American International Group, Inc. v. Greenberg
965 A.2d 763 | Court of Chancery of Delaware | 2009
What This Case Means for Subcontractors
AIG's top executives, led by CEO Maurice Greenberg, allegedly orchestrated widespread financial fraud that inflated the company's value by billions of dollars. Stockholders sued for breach of fiduciary duty, and the court rejected the executives' attempts to dismiss the case, finding credible allegations of intentional misconduct at the highest levels.

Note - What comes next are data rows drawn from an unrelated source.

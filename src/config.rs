use std::env;

/// AppConfig
///
/// Holds the application's configuration. Loaded once at startup and shared
/// read-only through the application state via `FromRef`.
#[derive(Clone, Debug)]
pub struct AppConfig {
    // Runtime environment marker. Controls the dev bypass and the local token endpoint.
    pub env: Env,
    // Postgres connection string. Optional locally, where an in-memory store is used instead.
    pub db_url: Option<String>,
    // Secret used to sign and validate bearer tokens (HS256).
    pub jwt_secret: String,
    // Address the HTTP server binds to.
    pub bind_addr: String,
    // Seed the demo administrator and student on startup.
    pub seed_demo_users: bool,
    // Lifetime of tokens minted by the local login endpoint, in seconds.
    pub token_ttl_secs: u64,
}

/// Env
///
/// Runtime context. `Local` enables development conveniences (`x-user-id` bypass,
/// token minting, in-memory store); `Production` hardens all of them off.
#[derive(Clone, Copy, PartialEq, Eq, Debug)]
pub enum Env {
    Local,
    Production,
}

/// Raised by [`AppConfig::load`] when the environment is incomplete.
#[derive(Debug, thiserror::Error)]
pub enum ConfigError {
    #[error("{0} must be set in production")]
    MissingVar(&'static str),
    #[error("{name} is not a valid number: {value:?}")]
    InvalidNumber { name: &'static str, value: String },
}

const LOCAL_JWT_SECRET: &str = "campus-portal-local-secret";
const DEFAULT_BIND_ADDR: &str = "0.0.0.0:3000";
const DEFAULT_TOKEN_TTL_SECS: u64 = 3600;
/// Upper bound for `TOKEN_TTL_SECS` (30 days).
pub const MAX_TOKEN_TTL_SECS: u64 = 30 * 24 * 3600;

impl Default for AppConfig {
    /// A local configuration with no database, used by tests to build state
    /// without touching the process environment.
    fn default() -> Self {
        Self {
            env: Env::Local,
            db_url: None,
            jwt_secret: LOCAL_JWT_SECRET.to_string(),
            bind_addr: DEFAULT_BIND_ADDR.to_string(),
            seed_demo_users: false,
            token_ttl_secs: DEFAULT_TOKEN_TTL_SECS,
        }
    }
}

impl AppConfig {
    /// load
    ///
    /// Reads the configuration from environment variables.
    ///
    /// # Errors
    /// In production, `DATABASE_URL` and `JWT_SECRET` are mandatory. A `TOKEN_TTL_SECS`
    /// that is not a number in `1..=MAX_TOKEN_TTL_SECS` is rejected in every environment.
    pub fn load() -> Result<Self, ConfigError> {
        let env = match env::var("APP_ENV").as_deref() {
            Ok("production") => Env::Production,
            _ => Env::Local,
        };

        let db_url = env::var("DATABASE_URL").ok().filter(|url| !url.is_empty());
        let jwt_secret = env::var("JWT_SECRET").ok().filter(|s| !s.is_empty());

        let (db_url, jwt_secret) = match env {
            Env::Production => (
                Some(db_url.ok_or(ConfigError::MissingVar("DATABASE_URL"))?),
                jwt_secret.ok_or(ConfigError::MissingVar("JWT_SECRET"))?,
            ),
            Env::Local => (
                db_url,
                jwt_secret.unwrap_or_else(|| LOCAL_JWT_SECRET.to_string()),
            ),
        };

        let token_ttl_secs = match env::var("TOKEN_TTL_SECS") {
            Ok(value) => match value.parse::<u64>() {
                Ok(ttl) if (1..=MAX_TOKEN_TTL_SECS).contains(&ttl) => ttl,
                _ => {
                    return Err(ConfigError::InvalidNumber {
                        name: "TOKEN_TTL_SECS",
                        value,
                    });
                }
            },
            Err(_) => DEFAULT_TOKEN_TTL_SECS,
        };

        Ok(Self {
            env,
            db_url,
            jwt_secret,
            bind_addr: env::var("BIND_ADDR").unwrap_or_else(|_| DEFAULT_BIND_ADDR.to_string()),
            seed_demo_users: env::var("APP_SEED").is_ok_and(|v| v == "true" || v == "1"),
            token_ttl_secs,
        })
    }
}
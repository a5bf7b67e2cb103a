use crate::{AppState, handlers};
use axum::{Router, routing::get};

/// Student Router Module
///
/// Nested under `/student` and gated with `Requirement::Role(Role::Student)`.
/// Administrators are rejected here too.
pub fn student_routes() -> Router<AppState> {
    Router::new()
        // GET /student/dashboard
        .route("/dashboard", get(handlers::student_dashboard))
}
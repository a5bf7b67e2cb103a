use crate::{
    AppState,
    auth::{IdentityProvider, Session, issue_token},
    config::Env,
    models::{
        DashboardView, LoginInfo, LoginRequest, TokenResponse, UserProfile, WelcomeView,
    },
    routes::NamedRoute,
};
use axum::{Json, extract::State, http::StatusCode};

// --- Public ---

/// home
///
/// [Public Route] Landing page.
#[utoipa::path(
    get,
    path = "/",
    responses((status = 200, description = "Landing page", body = WelcomeView))
)]
pub async fn home() -> Json<WelcomeView> {
    Json(WelcomeView {
        message: "Welcome to the campus portal.".to_string(),
        login: NamedRoute::Login.path().to_string(),
        dashboard: NamedRoute::Dashboard.path().to_string(),
    })
}

/// login_page
///
/// [Public Route] The login route. Unauthenticated requests to gated views land here.
#[utoipa::path(
    get,
    path = "/login",
    responses((status = 200, description = "Login instructions", body = LoginInfo))
)]
pub async fn login_page() -> Json<LoginInfo> {
    Json(LoginInfo {
        message: "Authentication required. Present a bearer token issued by the identity provider."
            .to_string(),
        scheme: "Bearer".to_string(),
    })
}

/// issue_login_token
///
/// [Public Route, Local only] Signs a token for an existing user by email.
/// Returns `404` outside `Env::Local` and `401` for an unknown email.
#[utoipa::path(
    post,
    path = "/login",
    request_body = LoginRequest,
    responses(
        (status = 200, description = "Token issued", body = TokenResponse),
        (status = 401, description = "Unknown user"),
        (status = 404, description = "Disabled outside the local environment")
    )
)]
pub async fn issue_login_token(
    State(state): State<AppState>,
    Json(payload): Json<LoginRequest>,
) -> Result<Json<TokenResponse>, StatusCode> {
    if state.config.env != Env::Local {
        return Err(StatusCode::NOT_FOUND);
    }

    let user = state
        .repo
        .get_user_by_email(&payload.email)
        .await
        .map_err(|e| {
            tracing::error!(error = %e, "Failed to look up user for login");
            StatusCode::INTERNAL_SERVER_ERROR
        })?
        .ok_or(StatusCode::UNAUTHORIZED)?;

    let token = issue_token(user.id, &state.config).map_err(|e| {
        tracing::error!(error = %e, "Failed to issue token");
        StatusCode::INTERNAL_SERVER_ERROR
    })?;

    tracing::info!(user_id = %user.id, "Issued local login token");
    Ok(Json(token))
}

// --- Authenticated (any role) ---

/// dashboard
///
/// [Authenticated Route] Role-neutral dashboard.
#[utoipa::path(
    get,
    path = "/dashboard",
    responses(
        (status = 200, description = "Dashboard", body = DashboardView),
        (status = 303, description = "Redirect to the login route")
    )
)]
pub async fn dashboard(session: Session) -> Json<DashboardView> {
    Json(dashboard_view("Dashboard", &session))
}

/// profile
///
/// [Authenticated Route] The stored record of the current user.
#[utoipa::path(
    get,
    path = "/profile",
    responses(
        (status = 200, description = "Profile", body = UserProfile),
        (status = 303, description = "Redirect to the login route")
    )
)]
pub async fn profile(session: Session) -> Result<Json<UserProfile>, StatusCode> {
    session
        .account()
        .map(|user| Json(UserProfile::from(user)))
        .ok_or(StatusCode::UNAUTHORIZED)
}

// --- Role-gated ---

/// admin_dashboard
///
/// [Admin Route]
#[utoipa::path(
    get,
    path = "/admin/dashboard",
    responses(
        (status = 200, description = "Admin dashboard", body = DashboardView),
        (status = 303, description = "Redirect to the login route"),
        (status = 403, description = "Unauthorized access.")
    )
)]
pub async fn admin_dashboard(session: Session) -> Json<DashboardView> {
    Json(dashboard_view("Admin Dashboard", &session))
}

/// student_dashboard
///
/// [Student Route]
#[utoipa::path(
    get,
    path = "/student/dashboard",
    responses(
        (status = 200, description = "Student dashboard", body = DashboardView),
        (status = 303, description = "Redirect to the login route"),
        (status = 403, description = "Unauthorized access.")
    )
)]
pub async fn student_dashboard(session: Session) -> Json<DashboardView> {
    Json(dashboard_view("Student Dashboard", &session))
}

fn dashboard_view(title: &str, session: &Session) -> DashboardView {
    let name = session.account().map_or("guest", |user| user.name.as_str());
    DashboardView {
        title: title.to_string(),
        greeting: format!("Welcome, {name}"),
        role: session.current_principal().map(|p| p.role),
    }
}
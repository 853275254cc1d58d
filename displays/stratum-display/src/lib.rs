//! Status display for the printer panel
//!
//! This crate provides:
//! - `DisplayBackend` trait for the character display hardware
//! - `StatusScreen`, a two-line buffer that only reports real changes
//! - `StatusPanel`, which implements the core `StatusSink` on top of both
//!
//! The panel is a 16x2 character LCD. Progress updates from the print
//! path and canned messages from the button path both land here, so
//! every write goes through the screen buffer and identical text never
//! reaches the device twice.

#![no_std]

pub mod backend;
pub mod panel;
pub mod screen;

// Re-export key types
pub use backend::{DisplayBackend, DisplayError};
pub use panel::StatusPanel;
pub use screen::{StatusScreen, SCREEN_COLS, SCREEN_ROWS};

This matters to subcontractors because it shows courts will hold company leadership personally liable for fraud—even when they claim broad indemnification protections—if evidence suggests they knowingly directed illegal accounting practices.
Key Takeaways
- •Broad indemnification clauses don't protect executives from personal liability when they actively direct or inspire fraudulent schemes
- •Courts scrutinize financial misstatements carefully; if you discover accounting irregularities at your client's company, document everything and consider legal advice
- •Upper management's close oversight of operations can backfire in litigation—it shows they knew about or controlled the misconduct rather than being unaware
A plausible inference arises that Greenberg and the Inner Circle Defendants themselves inspired and oversaw a business strategy premised in substantial part on the use of improper accounting.
Frequently Asked Question
Can a company executive hide behind indemnification if they personally directed fraudulent accounting?
No. This case shows that indemnification protections don't shield executives from personal liability when they actively orchestrated or inspired fraud. Courts will allow breach of fiduciary duty claims to proceed if there's credible evidence the executive knowingly directed illegal conduct. Document any suspicious accounting practices you observe and consult legal counsel.